**TASK INSTRUCTIONS**
Scan the records below, and wherever a line has the word "impl", pull it out.
----- DATA TO EXAMINE -----
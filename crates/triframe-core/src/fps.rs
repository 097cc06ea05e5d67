// SPDX-License-Identifier: CEPL-1.0
use std::time::{Duration, Instant};

const WINDOW: Duration = Duration::from_secs(1);

/// Frames per second over one-second windows.
#[derive(Debug)]
pub struct FpsCounter {
    frames: u32,
    window_start: Instant,
}

impl FpsCounter {
    pub fn new() -> Self {
        Self::starting_at(Instant::now())
    }

    pub fn starting_at(start: Instant) -> Self {
        Self {
            frames: 0,
            window_start: start,
        }
    }

    pub fn tick(&mut self) -> Option<f64> {
        self.tick_at(Instant::now())
    }

    /// Counts one frame. Once a full window has elapsed, returns the rate and
    /// starts a new window.
    pub fn tick_at(&mut self, now: Instant) -> Option<f64> {
        self.frames = self.frames.saturating_add(1);
        let elapsed = now.saturating_duration_since(self.window_start);
        if elapsed < WINDOW {
            return None;
        }
        let fps = f64::from(self.frames) / elapsed.as_secs_f64();
        self.frames = 0;
        self.window_start = now;
        Some(fps)
    }

    /// Drops the partial window, e.g. after a pause.
    pub fn reset(&mut self) {
        self.frames = 0;
        self.window_start = Instant::now();
    }
}

impl Default for FpsCounter {
    fn default() -> Self {
        Self::new()
    }
}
-----
**TASK RESPONSE**
impl FpsCounter {
impl Default for FpsCounter {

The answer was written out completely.